● **Directions for this task**
Tally up the lines in the material where the word "AeRegions" appears, then give the total and nothing else.

● **Information supplied**

struct SimSessionHandle {
    core: Arc<SimCore>,
}

impl CaptureSessionHandle for SimSessionHandle {
    fn set_repeating_request(
        &mut self,
        request: &dyn CaptureRequestHandle,
        callbacks: Arc<dyn CaptureCallbacks>,
    ) -> AdapterResult<SequenceId> {
        let snapshot = snapshot_of(request);

        let (id, session_callbacks) = {
            let mut state = self.core.state.lock().unwrap();
            let id = SimCore::next_sequence_id(&mut state);
            state.repeating = Some(SubmittedRepeat {
                id,
                snapshot,
                callbacks,
            });
            state.repeating_submissions += 1;

            let fire_active = !state.session_active;
            state.session_active = true;
            (id, fire_active.then(|| state.session_callbacks.clone()).flatten())
        };

        if let Some(callbacks) = session_callbacks {
            callbacks.on_active();
        }

        Ok(id)
    }

    fn capture(
        &mut self,
        requests: &[&dyn CaptureRequestHandle],
        callbacks: Arc<dyn CaptureCallbacks>,
    ) -> AdapterResult<SequenceId> {
        let snapshots: Vec<RequestSnapshot> = requests.iter().map(|r| snapshot_of(*r)).collect();

        let mut state = self.core.state.lock().unwrap();
        let id = SimCore::next_sequence_id(&mut state);
        debug!(sequence = id, requests = snapshots.len(), "Sim burst submitted");
        state.bursts.push(SubmittedBurst {
            id,
            snapshots,
            callbacks,
            delivered: 0,
        });

        Ok(id)
    }

    fn abort_captures(&mut self) -> AdapterResult<()> {
        self.core.state.lock().unwrap().abort_count += 1;
        Ok(())
    }

    fn stop_repeating(&mut self) -> AdapterResult<()> {
        let session_callbacks = {
            let mut state = self.core.state.lock().unwrap();
            state.stop_repeating_count += 1;
            state.repeating = None;
            let was_active = state.session_active;
            state.session_active = false;
            was_active.then(|| state.session_callbacks.clone()).flatten()
        };

        if let Some(callbacks) = session_callbacks {
            callbacks.on_ready();
        }

        Ok(())
    }
}

impl Drop for SimSessionHandle {
    fn drop(&mut self) {
        let session_callbacks = {
            let mut state = self.core.state.lock().unwrap();
            state.session_active = false;
            state.repeating = None;
            state.session_callbacks.take()
        };

        if let Some(callbacks) = session_callbacks {
            callbacks.on_closed();
        }
    }
}

fn snapshot_of(request: &dyn CaptureRequestHandle) -> RequestSnapshot {
    let mut entries = BTreeMap::new();
    for tag in [
        ControlTag::CaptureIntent,
        ControlTag::ControlMode,
        ControlTag::TonemapMode,
        ControlTag::ShadingMode,
        ControlTag::ColorCorrectionMode,
        ControlTag::LensShadingMapStatsMode,
        ControlTag::LensShadingApplied,
        ControlTag::AntiBandingMode,
        ControlTag::NoiseReductionMode,
        ControlTag::OisMode,
        ControlTag::AeMode,
        ControlTag::AfMode,
        ControlTag::AwbMode,
        ControlTag::AfTrigger,
        ControlTag::AePrecaptureTrigger,
        ControlTag::AeExposureCompensation,
        ControlTag::SensorSensitivity,
        ControlTag::SensorExposureTime,
        ControlTag::AfRegions,
        ControlTag::AeRegions,
    ] {
        if let Some(entry) = request.entry(tag) {
            entries.insert(tag, entry);
        }
    }

    RequestSnapshot {
        entries,
        targets: request.targets(),
    }
}
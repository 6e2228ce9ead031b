// SPDX-License-Identifier: GPL-3.0-only

//! Session lifecycle integration tests against the simulated adapter

mod common;

use common::{harness, wait_until, ListenerEvent};
use rawcam::adapter::{control_values, ControlEntry, ControlTag, OutputTarget};
use rawcam::errors::AdapterError;
use rawcam::types::{CameraFocusState, CameraSessionState};
use std::time::{Duration, Instant};

#[test]
fn test_open_active_close() {
    let h = harness();

    h.session.open_camera(h.output, false);
    assert!(wait_until(|| {
        h.listener.last_state() == Some(CameraSessionState::Active)
    }));

    // The adapter walked the session through ready before active
    let states: Vec<_> = h
        .listener
        .events()
        .into_iter()
        .filter(|e| matches!(e, ListenerEvent::State(_)))
        .collect();
    assert_eq!(
        states,
        vec![
            ListenerEvent::State(CameraSessionState::Ready),
            ListenerEvent::State(CameraSessionState::Active),
        ]
    );

    // Repeating request carries the ZSL template and both output targets
    let snapshot = h.adapter.repeating_snapshot().unwrap();
    assert_eq!(
        snapshot
            .entry(ControlTag::CaptureIntent)
            .and_then(|e| e.as_u8()),
        Some(control_values::CAPTURE_INTENT_ZERO_SHUTTER_LAG)
    );
    assert_eq!(
        snapshot.entry(ControlTag::AeMode).and_then(|e| e.as_u8()),
        Some(control_values::AE_MODE_ON)
    );
    assert_eq!(
        snapshot.entry(ControlTag::AfMode).and_then(|e| e.as_u8()),
        Some(control_values::AF_MODE_CONTINUOUS_PICTURE)
    );
    assert_eq!(
        snapshot.entry(ControlTag::OisMode).and_then(|e| e.as_u8()),
        Some(control_values::OIS_MODE_ON)
    );
    assert!(snapshot.targets.contains(&OutputTarget::Preview));
    assert!(snapshot.targets.contains(&OutputTarget::RawReader));

    let close_started = Instant::now();
    h.session.close_camera();
    assert!(close_started.elapsed() < Duration::from_millis(500));
    assert_eq!(h.listener.last_state(), Some(CameraSessionState::Closed));
}

#[test]
fn test_raw_preview_skips_preview_target() {
    let h = harness();
    h.session.open_camera(h.output, true);
    assert!(wait_until(|| {
        h.listener.last_state() == Some(CameraSessionState::Active)
    }));

    let snapshot = h.adapter.repeating_snapshot().unwrap();
    assert!(!snapshot.targets.contains(&OutputTarget::Preview));
    assert!(snapshot.targets.contains(&OutputTarget::RawReader));

    h.session.close_camera();
}

#[test]
fn test_close_twice_is_safe() {
    let h = harness();
    h.open_and_activate();

    h.session.close_camera();
    let events_after_first_close = h.listener.events().len();

    // The second close observes no session and returns immediately
    h.session.close_camera();
    assert_eq!(h.listener.events().len(), events_after_first_close);
}

#[test]
fn test_callbacks_after_close_have_no_effect() {
    let h = harness();
    h.open_and_activate();
    h.session.close_camera();

    let events_before = h.listener.events().len();
    h.adapter.fire_device_error(7);
    h.adapter.fire_disconnected();
    assert!(h.adapter.fire_repeating_frame().is_none());

    std::thread::sleep(Duration::from_millis(50));
    assert_eq!(h.listener.events().len(), events_before);
}

#[test]
fn test_open_failure_reports_error() {
    let h = harness();
    h.adapter
        .fail_next_open(AdapterError::InUse("0".to_string()));

    h.session.open_camera(h.output, false);
    assert!(wait_until(|| h.listener.contains(&ListenerEvent::Error(-1))));
    assert_ne!(h.listener.last_state(), Some(CameraSessionState::Active));

    h.session.close_camera();
}

#[test]
fn test_manual_exposure_round_trip() {
    let h = harness();
    h.open_and_activate();
    let initial_snapshot = h.adapter.repeating_snapshot().unwrap();

    // Auto exposure reports device-chosen values on the first frame
    h.adapter.fire_repeating_frame();
    assert!(wait_until(|| {
        h.listener
            .events()
            .iter()
            .any(|e| matches!(e, ListenerEvent::ExposureStatus { .. }))
    }));

    h.session.set_manual_exposure(800, 20_000_000);
    assert!(wait_until(|| {
        h.adapter
            .repeating_snapshot()
            .and_then(|s| s.entry(ControlTag::AeMode).and_then(|e| e.as_u8()))
            == Some(control_values::AE_MODE_OFF)
    }));

    let manual = h.adapter.repeating_snapshot().unwrap();
    assert_eq!(
        manual
            .entry(ControlTag::SensorSensitivity)
            .and_then(|e| e.as_i32()),
        Some(800)
    );
    assert_eq!(
        manual
            .entry(ControlTag::SensorExposureTime)
            .and_then(|e| e.as_i64()),
        Some(20_000_000)
    );
    assert!(manual.entry(ControlTag::AeExposureCompensation).is_none());

    // Completion metadata now reports the user's values
    h.adapter.fire_repeating_frame();
    assert!(wait_until(|| {
        h.listener.contains(&ListenerEvent::ExposureStatus {
            iso: 800,
            exposure_time_ns: 20_000_000,
        })
    }));

    // Back to auto: the repeating request matches the freshly opened one
    h.session.set_auto_exposure();
    assert!(wait_until(|| {
        h.adapter
            .repeating_snapshot()
            .and_then(|s| s.entry(ControlTag::AeMode).and_then(|e| e.as_u8()))
            == Some(control_values::AE_MODE_ON)
    }));

    let restored = h.adapter.repeating_snapshot().unwrap();
    assert_eq!(restored.entries, initial_snapshot.entries);

    h.adapter.fire_repeating_frame();
    assert!(wait_until(|| {
        h.listener
            .events()
            .iter()
            .filter(|e| matches!(e, ListenerEvent::ExposureStatus { .. }))
            .count()
            >= 3
    }));

    h.session.close_camera();
}

#[test]
fn test_exposure_compensation_mapped_to_device_range() {
    let h = harness();
    h.open_and_activate();

    h.session.set_exposure_compensation(1.0);
    assert!(wait_until(|| {
        h.adapter
            .repeating_snapshot()
            .and_then(|s| {
                s.entry(ControlTag::AeExposureCompensation)
                    .and_then(|e| e.as_i32())
            })
            == Some(24)
    }));

    // Out-of-range input clamps to the top of the range
    h.session.set_exposure_compensation(7.0);
    std::thread::sleep(Duration::from_millis(50));
    assert_eq!(
        h.adapter
            .repeating_snapshot()
            .unwrap()
            .entry(ControlTag::AeExposureCompensation)
            .and_then(|e| e.as_i32()),
        Some(24)
    );

    h.session.close_camera();
}

#[test]
fn test_focus_point_trigger_and_resume() {
    let h = harness();
    h.open_and_activate();
    let submissions_before = h.adapter.repeating_submissions();

    h.session.set_focus_point(0.5, 0.5, 0.5, 0.5);
    assert!(wait_until(|| h.adapter.last_burst().is_some()));

    assert!(h.adapter.abort_count() >= 1);

    let (sequence_id, snapshots) = h.adapter.last_burst().unwrap();
    assert_eq!(snapshots.len(), 1);
    let trigger = &snapshots[0];
    assert_eq!(
        trigger.entry(ControlTag::AfMode).and_then(|e| e.as_u8()),
        Some(control_values::AF_MODE_AUTO)
    );
    assert_eq!(
        trigger.entry(ControlTag::AfTrigger).and_then(|e| e.as_u8()),
        Some(control_values::TRIGGER_START)
    );
    assert_eq!(
        trigger
            .entry(ControlTag::AePrecaptureTrigger)
            .and_then(|e| e.as_u8()),
        Some(control_values::TRIGGER_START)
    );

    // Centered 200 px region with weight 1000 on the default 4000x3000 array
    assert_eq!(
        trigger.entry(ControlTag::AfRegions).cloned(),
        Some(ControlEntry::I32(vec![1900, 1400, 2100, 1600, 1000]))
    );
    assert!(trigger.entry(ControlTag::AeRegions).is_some());

    // Completing the trigger one-shot clears the triggers and re-issues the
    // repeating request
    h.adapter.deliver_burst_frames(sequence_id, 1);
    assert!(wait_until(|| {
        h.adapter.repeating_submissions() > submissions_before
    }));

    let resumed = h.adapter.repeating_snapshot().unwrap();
    assert_eq!(
        resumed.entry(ControlTag::AfTrigger).and_then(|e| e.as_u8()),
        Some(control_values::TRIGGER_IDLE)
    );
    assert_eq!(
        resumed
            .entry(ControlTag::AePrecaptureTrigger)
            .and_then(|e| e.as_u8()),
        Some(control_values::TRIGGER_IDLE)
    );

    assert!(wait_until(|| {
        h.listener
            .contains(&ListenerEvent::AfState(CameraFocusState::FocusLocked))
    }));

    h.session.close_camera();
}

#[test]
fn test_pause_and_resume() {
    let h = harness();
    h.open_and_activate();

    h.session.pause_capture();
    assert!(wait_until(|| {
        h.listener.last_state() == Some(CameraSessionState::Ready)
    }));
    assert_eq!(h.adapter.stop_repeating_count(), 1);

    h.session.resume_capture();
    assert!(wait_until(|| {
        h.listener.last_state() == Some(CameraSessionState::Active)
    }));

    // Pausing while already paused is a logged no-op
    h.session.pause_capture();
    h.session.pause_capture();
    assert!(wait_until(|| h.adapter.stop_repeating_count() == 2));
    std::thread::sleep(Duration::from_millis(50));
    assert_eq!(h.adapter.stop_repeating_count(), 2);

    h.session.close_camera();
}

#[test]
fn test_device_error_cascades_to_close() {
    let h = harness();
    h.open_and_activate();

    h.adapter.fire_device_error(2);
    assert!(wait_until(|| h.listener.contains(&ListenerEvent::Error(2))));
    assert!(wait_until(|| {
        h.listener.last_state() == Some(CameraSessionState::Closed)
    }));

    // Subsequent external calls are no-ops against the closed session
    let submissions = h.adapter.repeating_submissions();
    h.session.set_manual_exposure(400, 1_000_000);
    h.session.pause_capture();
    std::thread::sleep(Duration::from_millis(50));
    assert_eq!(h.adapter.repeating_submissions(), submissions);

    h.session.close_camera();
}

#[test]
fn test_disconnect_cascades_to_close() {
    let h = harness();
    h.open_and_activate();

    h.adapter.fire_disconnected();
    assert!(wait_until(|| h.listener.contains(&ListenerEvent::Disconnected)));
    assert!(wait_until(|| {
        h.listener.last_state() == Some(CameraSessionState::Closed)
    }));

    h.session.close_camera();
}

#[test]
fn test_zsl_frames_reach_the_pool() {
    let h = harness();
    h.open_and_activate();

    h.adapter.fire_repeating_frame();
    let timestamp = h.adapter.fire_repeating_frame().unwrap();

    assert!(wait_until(|| !h.pool.consume_latest().is_empty()));
    assert!(wait_until(|| {
        let loan = h.pool.consume_by_timestamp(timestamp);
        let found = !loan.is_empty();
        if found {
            let buffer = loan.buffers()[0].lock().unwrap();
            assert_eq!(buffer.metadata.timestamp_ns, timestamp);
            assert_eq!(buffer.metadata.raw_type, rawcam::types::RawType::Zsl);
        }
        found
    }));

    h.session.close_camera();
}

● **Result**
2